[Extracted records Boundary: Start]

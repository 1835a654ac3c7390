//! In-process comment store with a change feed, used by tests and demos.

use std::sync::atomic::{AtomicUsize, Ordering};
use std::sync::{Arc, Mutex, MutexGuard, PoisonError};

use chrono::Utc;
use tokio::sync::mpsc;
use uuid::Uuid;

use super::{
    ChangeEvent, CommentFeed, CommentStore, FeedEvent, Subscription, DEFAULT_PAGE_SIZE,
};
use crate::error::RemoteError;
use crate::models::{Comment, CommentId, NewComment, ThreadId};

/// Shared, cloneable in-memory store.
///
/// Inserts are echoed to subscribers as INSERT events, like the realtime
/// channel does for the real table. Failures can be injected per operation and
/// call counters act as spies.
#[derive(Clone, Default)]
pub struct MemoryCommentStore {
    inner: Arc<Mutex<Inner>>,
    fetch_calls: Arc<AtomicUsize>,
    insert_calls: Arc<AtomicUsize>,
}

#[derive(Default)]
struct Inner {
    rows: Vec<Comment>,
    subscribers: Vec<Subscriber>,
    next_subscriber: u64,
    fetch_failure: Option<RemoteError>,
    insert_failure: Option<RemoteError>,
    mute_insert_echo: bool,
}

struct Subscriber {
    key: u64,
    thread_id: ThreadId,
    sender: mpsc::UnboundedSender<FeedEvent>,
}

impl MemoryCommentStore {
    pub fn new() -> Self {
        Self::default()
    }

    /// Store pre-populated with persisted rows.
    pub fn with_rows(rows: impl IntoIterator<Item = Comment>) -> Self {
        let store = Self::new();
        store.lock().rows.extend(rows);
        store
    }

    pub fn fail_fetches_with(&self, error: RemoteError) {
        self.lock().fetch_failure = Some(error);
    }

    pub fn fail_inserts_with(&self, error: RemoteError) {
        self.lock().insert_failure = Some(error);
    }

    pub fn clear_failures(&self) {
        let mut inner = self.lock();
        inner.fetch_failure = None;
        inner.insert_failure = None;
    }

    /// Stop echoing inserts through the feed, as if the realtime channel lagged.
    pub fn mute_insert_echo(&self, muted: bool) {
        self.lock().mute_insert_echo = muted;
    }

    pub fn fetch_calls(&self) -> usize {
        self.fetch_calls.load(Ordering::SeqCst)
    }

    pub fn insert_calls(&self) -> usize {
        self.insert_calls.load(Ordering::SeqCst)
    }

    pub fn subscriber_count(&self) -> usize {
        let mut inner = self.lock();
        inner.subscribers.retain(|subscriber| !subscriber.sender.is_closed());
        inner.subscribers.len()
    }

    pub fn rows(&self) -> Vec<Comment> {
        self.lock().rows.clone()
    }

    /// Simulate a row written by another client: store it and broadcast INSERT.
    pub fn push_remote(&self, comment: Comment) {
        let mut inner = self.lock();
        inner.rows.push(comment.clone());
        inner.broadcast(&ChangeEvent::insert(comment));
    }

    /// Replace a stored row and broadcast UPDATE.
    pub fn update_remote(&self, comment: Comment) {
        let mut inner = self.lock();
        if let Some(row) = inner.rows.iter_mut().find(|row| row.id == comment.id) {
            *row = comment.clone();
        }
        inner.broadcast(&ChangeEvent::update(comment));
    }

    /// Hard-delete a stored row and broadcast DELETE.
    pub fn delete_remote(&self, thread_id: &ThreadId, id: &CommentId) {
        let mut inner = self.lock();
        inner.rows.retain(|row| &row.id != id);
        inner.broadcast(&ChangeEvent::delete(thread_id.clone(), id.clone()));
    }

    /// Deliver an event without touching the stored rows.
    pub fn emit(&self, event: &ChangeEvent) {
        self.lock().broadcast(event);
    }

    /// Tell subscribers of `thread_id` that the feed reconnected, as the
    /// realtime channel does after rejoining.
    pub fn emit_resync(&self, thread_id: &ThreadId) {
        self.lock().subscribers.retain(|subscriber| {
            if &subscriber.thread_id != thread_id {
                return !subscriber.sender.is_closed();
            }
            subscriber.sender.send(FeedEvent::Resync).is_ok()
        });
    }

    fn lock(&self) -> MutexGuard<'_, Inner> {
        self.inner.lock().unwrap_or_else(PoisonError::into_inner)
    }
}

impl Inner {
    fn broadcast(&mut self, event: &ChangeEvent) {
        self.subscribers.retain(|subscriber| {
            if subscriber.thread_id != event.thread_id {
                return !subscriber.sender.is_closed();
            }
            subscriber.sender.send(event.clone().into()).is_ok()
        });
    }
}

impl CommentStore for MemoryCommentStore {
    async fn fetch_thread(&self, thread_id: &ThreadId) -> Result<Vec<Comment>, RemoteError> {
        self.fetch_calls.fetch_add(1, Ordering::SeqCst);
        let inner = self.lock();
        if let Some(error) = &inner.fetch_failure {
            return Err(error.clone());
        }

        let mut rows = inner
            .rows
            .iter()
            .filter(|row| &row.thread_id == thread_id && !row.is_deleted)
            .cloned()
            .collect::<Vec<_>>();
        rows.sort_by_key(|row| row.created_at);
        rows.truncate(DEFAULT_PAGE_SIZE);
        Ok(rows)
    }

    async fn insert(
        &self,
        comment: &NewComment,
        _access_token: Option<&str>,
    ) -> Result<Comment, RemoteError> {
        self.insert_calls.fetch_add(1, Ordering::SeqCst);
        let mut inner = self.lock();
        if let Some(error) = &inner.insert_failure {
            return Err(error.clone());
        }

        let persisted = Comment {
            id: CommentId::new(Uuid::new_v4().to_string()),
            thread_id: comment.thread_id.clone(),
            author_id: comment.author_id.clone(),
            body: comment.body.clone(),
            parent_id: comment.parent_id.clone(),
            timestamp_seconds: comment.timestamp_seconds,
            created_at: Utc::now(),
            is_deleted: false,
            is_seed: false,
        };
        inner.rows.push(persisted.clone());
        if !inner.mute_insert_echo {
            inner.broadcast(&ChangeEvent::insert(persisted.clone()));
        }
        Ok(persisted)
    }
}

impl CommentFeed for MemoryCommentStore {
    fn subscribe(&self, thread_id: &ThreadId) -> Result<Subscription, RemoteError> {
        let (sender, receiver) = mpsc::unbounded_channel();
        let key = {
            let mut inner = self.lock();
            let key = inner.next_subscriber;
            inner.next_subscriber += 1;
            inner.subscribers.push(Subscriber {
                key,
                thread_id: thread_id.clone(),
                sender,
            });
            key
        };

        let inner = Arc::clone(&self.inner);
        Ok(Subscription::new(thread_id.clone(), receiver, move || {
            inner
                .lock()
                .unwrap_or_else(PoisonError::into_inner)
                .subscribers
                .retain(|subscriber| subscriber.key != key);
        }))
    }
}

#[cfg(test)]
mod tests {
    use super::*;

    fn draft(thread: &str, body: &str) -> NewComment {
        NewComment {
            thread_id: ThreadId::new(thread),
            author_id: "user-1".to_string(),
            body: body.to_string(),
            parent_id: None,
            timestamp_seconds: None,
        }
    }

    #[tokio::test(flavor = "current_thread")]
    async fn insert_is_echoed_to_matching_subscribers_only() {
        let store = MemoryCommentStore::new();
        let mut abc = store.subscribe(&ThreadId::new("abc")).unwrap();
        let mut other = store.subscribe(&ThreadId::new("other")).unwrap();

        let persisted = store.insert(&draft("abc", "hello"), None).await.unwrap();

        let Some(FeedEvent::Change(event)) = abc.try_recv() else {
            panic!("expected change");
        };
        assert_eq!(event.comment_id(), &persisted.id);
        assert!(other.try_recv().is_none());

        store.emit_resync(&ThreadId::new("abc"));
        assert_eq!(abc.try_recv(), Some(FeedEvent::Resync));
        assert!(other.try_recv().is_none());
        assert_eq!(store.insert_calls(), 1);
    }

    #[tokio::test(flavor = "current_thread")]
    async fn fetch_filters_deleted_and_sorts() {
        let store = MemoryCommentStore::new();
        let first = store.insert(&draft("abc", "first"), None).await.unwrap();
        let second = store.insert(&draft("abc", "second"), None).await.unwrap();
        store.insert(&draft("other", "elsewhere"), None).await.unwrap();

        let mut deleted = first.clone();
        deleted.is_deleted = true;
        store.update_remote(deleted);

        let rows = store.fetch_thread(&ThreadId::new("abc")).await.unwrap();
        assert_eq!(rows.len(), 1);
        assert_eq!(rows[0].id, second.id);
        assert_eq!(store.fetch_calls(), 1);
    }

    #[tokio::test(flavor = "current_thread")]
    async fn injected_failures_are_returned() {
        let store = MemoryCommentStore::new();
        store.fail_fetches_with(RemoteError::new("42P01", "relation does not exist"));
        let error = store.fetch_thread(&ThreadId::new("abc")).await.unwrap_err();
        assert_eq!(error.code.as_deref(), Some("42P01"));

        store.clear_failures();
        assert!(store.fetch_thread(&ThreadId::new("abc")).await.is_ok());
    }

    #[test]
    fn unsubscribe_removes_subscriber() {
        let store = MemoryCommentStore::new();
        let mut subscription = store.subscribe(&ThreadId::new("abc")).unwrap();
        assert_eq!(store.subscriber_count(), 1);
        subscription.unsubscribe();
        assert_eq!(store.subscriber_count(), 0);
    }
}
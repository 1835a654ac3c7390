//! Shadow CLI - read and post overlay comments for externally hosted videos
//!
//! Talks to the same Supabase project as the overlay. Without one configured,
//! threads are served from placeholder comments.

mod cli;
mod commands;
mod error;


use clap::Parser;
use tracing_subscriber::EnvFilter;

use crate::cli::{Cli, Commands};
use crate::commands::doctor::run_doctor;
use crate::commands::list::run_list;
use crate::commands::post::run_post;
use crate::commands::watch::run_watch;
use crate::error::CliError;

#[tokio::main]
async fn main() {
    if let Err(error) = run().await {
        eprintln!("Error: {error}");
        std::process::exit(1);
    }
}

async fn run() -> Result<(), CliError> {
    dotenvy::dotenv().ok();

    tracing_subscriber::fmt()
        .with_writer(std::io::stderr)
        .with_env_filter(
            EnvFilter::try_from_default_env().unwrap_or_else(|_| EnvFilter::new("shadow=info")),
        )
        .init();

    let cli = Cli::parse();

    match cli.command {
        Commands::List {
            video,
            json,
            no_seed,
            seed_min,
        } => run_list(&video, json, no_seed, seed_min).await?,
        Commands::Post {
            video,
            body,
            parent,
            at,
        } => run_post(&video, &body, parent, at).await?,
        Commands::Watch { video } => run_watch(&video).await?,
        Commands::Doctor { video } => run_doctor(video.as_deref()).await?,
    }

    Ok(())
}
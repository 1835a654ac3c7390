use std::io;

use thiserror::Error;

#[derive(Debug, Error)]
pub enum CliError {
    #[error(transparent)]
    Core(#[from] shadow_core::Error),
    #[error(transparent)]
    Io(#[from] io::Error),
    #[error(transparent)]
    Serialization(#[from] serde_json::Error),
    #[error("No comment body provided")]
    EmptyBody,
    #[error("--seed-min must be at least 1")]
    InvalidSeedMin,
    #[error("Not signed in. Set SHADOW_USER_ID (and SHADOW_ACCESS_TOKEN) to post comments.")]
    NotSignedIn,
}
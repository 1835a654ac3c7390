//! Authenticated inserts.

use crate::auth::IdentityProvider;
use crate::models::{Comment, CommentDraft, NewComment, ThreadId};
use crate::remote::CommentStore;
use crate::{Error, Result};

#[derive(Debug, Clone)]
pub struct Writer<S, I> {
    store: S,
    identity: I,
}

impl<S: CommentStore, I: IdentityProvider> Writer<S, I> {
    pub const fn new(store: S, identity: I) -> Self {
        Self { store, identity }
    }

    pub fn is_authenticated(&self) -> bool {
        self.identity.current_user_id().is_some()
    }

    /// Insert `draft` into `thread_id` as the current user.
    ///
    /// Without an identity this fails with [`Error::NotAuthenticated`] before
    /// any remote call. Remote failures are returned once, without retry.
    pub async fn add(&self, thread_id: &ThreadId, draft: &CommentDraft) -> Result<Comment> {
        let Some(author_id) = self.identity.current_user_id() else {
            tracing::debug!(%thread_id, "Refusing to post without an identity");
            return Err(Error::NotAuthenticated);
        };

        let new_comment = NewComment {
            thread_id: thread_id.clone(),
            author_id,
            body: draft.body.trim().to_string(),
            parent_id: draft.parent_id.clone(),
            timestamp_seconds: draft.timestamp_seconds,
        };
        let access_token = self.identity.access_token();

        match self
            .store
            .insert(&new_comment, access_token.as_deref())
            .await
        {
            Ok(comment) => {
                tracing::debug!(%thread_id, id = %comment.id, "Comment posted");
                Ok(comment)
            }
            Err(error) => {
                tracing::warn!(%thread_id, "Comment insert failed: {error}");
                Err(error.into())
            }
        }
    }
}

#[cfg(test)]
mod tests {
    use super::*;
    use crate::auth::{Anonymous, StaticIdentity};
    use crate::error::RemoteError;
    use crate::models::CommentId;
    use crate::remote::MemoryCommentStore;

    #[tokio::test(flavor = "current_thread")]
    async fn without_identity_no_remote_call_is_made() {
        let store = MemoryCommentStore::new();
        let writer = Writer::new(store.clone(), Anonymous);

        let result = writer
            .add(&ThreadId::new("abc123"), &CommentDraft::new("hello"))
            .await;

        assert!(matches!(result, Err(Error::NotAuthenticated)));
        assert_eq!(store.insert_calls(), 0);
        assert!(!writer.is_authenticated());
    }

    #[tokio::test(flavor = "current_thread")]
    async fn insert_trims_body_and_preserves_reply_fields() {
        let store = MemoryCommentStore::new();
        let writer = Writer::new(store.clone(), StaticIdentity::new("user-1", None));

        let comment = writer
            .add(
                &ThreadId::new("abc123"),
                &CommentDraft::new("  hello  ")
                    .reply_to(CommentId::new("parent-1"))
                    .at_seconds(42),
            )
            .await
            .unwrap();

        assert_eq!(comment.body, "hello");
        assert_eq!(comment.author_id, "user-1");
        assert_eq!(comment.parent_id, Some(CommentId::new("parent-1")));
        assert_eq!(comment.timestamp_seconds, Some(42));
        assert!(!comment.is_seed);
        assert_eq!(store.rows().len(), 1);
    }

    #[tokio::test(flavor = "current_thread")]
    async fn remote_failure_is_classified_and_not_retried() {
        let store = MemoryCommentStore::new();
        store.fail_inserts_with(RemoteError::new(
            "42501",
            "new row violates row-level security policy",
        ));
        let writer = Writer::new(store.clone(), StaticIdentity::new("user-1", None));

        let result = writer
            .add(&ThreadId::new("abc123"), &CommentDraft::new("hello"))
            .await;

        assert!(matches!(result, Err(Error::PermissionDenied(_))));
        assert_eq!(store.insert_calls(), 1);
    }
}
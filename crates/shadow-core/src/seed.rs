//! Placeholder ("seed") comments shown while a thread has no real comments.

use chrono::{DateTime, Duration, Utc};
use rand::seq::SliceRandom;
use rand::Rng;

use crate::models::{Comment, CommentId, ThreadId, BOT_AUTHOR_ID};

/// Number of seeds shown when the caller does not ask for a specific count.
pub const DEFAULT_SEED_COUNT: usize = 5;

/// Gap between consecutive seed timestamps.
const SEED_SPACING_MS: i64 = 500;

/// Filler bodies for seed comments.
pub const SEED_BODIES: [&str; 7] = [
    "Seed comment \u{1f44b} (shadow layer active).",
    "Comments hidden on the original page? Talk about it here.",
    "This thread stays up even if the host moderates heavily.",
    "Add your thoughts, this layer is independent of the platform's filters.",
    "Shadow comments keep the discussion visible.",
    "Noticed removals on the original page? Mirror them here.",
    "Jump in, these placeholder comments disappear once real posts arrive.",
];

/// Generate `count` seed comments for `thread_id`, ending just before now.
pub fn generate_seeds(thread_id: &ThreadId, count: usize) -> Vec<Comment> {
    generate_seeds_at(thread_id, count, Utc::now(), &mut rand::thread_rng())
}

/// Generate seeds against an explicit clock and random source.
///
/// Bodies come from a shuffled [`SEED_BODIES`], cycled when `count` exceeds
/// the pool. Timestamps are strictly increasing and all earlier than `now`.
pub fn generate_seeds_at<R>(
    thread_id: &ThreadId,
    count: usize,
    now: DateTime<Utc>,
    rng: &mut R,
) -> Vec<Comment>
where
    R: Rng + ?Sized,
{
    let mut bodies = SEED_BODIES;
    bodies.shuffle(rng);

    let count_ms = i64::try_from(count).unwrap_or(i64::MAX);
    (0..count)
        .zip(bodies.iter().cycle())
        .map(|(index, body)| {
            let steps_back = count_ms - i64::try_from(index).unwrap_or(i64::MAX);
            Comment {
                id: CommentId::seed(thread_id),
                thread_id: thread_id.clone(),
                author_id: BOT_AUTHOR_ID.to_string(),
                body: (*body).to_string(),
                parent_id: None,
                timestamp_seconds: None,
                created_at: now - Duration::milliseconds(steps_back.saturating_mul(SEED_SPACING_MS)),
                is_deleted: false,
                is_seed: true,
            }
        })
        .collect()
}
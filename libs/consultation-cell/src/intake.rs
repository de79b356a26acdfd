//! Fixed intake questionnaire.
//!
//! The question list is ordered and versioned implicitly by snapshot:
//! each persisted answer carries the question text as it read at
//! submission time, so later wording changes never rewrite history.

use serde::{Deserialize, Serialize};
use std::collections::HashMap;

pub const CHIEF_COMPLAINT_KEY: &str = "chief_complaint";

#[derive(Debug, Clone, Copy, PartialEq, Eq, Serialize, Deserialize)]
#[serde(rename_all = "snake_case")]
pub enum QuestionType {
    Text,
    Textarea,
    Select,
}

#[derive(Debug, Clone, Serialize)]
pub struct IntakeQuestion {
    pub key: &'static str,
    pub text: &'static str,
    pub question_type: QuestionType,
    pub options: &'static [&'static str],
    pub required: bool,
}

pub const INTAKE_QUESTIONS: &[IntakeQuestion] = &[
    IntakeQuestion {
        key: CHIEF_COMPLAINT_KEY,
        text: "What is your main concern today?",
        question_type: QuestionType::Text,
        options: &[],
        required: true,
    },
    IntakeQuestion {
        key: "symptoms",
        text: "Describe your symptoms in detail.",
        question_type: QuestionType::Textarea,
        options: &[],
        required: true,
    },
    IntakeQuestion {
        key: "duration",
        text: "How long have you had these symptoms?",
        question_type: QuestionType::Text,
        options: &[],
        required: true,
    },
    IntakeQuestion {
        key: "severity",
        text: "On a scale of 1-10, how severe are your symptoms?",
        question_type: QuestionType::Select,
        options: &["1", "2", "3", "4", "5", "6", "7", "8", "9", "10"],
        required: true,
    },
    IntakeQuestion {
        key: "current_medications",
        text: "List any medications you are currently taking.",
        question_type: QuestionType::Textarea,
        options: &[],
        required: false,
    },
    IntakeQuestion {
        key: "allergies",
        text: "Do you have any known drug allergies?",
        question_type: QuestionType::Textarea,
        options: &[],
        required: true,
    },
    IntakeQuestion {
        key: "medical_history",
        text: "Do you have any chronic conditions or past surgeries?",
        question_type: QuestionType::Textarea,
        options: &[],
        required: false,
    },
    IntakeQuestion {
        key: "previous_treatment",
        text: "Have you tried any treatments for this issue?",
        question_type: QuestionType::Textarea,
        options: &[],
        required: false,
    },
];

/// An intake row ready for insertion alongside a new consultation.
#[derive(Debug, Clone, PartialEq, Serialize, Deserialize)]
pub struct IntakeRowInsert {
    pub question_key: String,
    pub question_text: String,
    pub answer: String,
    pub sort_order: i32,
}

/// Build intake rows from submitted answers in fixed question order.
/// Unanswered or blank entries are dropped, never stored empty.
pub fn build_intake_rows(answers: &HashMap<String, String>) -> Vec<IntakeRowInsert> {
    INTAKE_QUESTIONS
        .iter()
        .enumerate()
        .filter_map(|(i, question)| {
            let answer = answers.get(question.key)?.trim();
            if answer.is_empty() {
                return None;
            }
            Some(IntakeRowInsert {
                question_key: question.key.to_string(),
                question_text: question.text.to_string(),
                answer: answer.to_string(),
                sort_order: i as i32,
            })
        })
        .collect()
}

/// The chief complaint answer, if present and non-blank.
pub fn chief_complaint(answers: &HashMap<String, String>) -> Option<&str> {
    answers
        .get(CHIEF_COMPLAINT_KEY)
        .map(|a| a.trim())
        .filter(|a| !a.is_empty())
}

[Extracted records Boundary: End]

Goal of the exercise:
Up to and including the line with "use tokio::sync::mpsc;", print every line of the records from the start.

Expected answer:
repository 1835a654ac3c7390
//! In-process comment store with a change feed, used by tests and demos.

use std::sync::atomic::{AtomicUsize, Ordering};
use std::sync::{Arc, Mutex, MutexGuard, PoisonError};

use chrono::Utc;
use tokio::sync::mpsc;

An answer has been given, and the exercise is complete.